On 06/13/2017 07:44 PM, Dale Tronrud wrote:
>
>     First we have to agree on exactly what we are talking about.  I
> presumed we were talking about real space refinement against an
> experimental map such as one gets in cryo-EM.  In that case there are no
> Fobs.  Reciprocal space is a fiction and should be avoided.
>
>     If you are working, instead, with a 2Fo-Fc map then just do
> reciprocal space refinement.  I don't know of any reason to do
> whole-molecule real space refinement when you are working with crystal
> diffraction data.  Reciprocal space is where the experiment lives and
> the analysis should be done there.
>
>     In cases of model building it is computationally quicker to do a
> local real space refinement to touch up a model just so you can see if
> it looks reasonable before going back into reciprocal space.  This real
> space refinement is quick-and-dirty and any flaws will be erased by the
> proper reciprocal space refinement that follows.

I have no argument with that! And I do realize how significant cryo-EM has
become to structural biology with the advent of direct electron detectors.

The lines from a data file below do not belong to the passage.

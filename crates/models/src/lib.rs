pub mod errors;
pub mod db;
pub mod soda;

#[cfg(test)]
mod tests;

I was still stuck on the perhaps not so important theoretical question of
"to exclude or not to exclude" the free-R set in real-space refinement
prior to reciprocal space refinement.

>     As for "neighborhood correlation" I was thinking of cryo-EM maps.
> Since the individual measurements (pictures) are real space in nature, I
> can't imagine an experimental error in the voltage of one voxel wouldn't
> tend to show up similarly in its neighbors.  The whole group of voxels
> will be illuminated by electrons who all had very similar histories
> passing through the microscope.
>
>     We have similar situations with diffraction data.  A reflection whose
> neighbor is in a shadow has a much higher chance of being shadowed
> itself.  Our spots, however, are much further apart on the detector than
> the voxels of an EM image.
>
>     There is another type of correlation that is probably more important.
>   Our diffraction spots are separated enough that you cannot predict the
> intensity of a reflection based on its neighbors.  You can make a very
> good prediction of the darkness of a voxel based on its neighbors.  If
> you leave out one voxel, as a test set member, you could easily deduce
> its hidden value without even building a molecular model - just
> interpolate.  You can't do that with diffraction data.
>
>     This means if you want to leave out a chunk of map data for a test
> set you have to pull out a big enough piece (many contiguous voxels)
> that you can't deduce anything about their opaqueness from the remaining
> image.  To do this you have to know something about how the microscope
> works.
>
> Dale Tronrud
>
> On 6/13/2017 4:08 PM, Edward A. Berry wrote:
>>>   To unbias you would have to calculate a
>>> new map with current Fcalc's for every iteration of the model, but this
>>> method would not take into account the neighborhood correlation present
>>> in experimental maps.)
>>
>> Thanks, Dale,
>> Could you explain this "neighborhood correlation"?
>>
>> My very simple (maybe too simple) understanding of how real space would
>> bias reflections is as follows:
>>
>> You make a map using phases (and Fc?) from the current model and Fobs.
>> But you omit the free set.
>>
>> Now if you take the fourier transform of that unmodified map, you would
>> get back
>> exactly the coefficients you put in: 2Fo-Fc (?) for the working
>> reflections,
>> and zero for the free set.
>>
>> Then you make modifications to the model to make its density match as
>> nearly
>> as possible the density of the map. If you were able to make the density of
>> the model exactly match that of the map, then the Fc for the model would
>> be that of the map.
>>
>> Of course you can never make the density of the model exactly match that of
>> the map - modelization is the severest form of density modification.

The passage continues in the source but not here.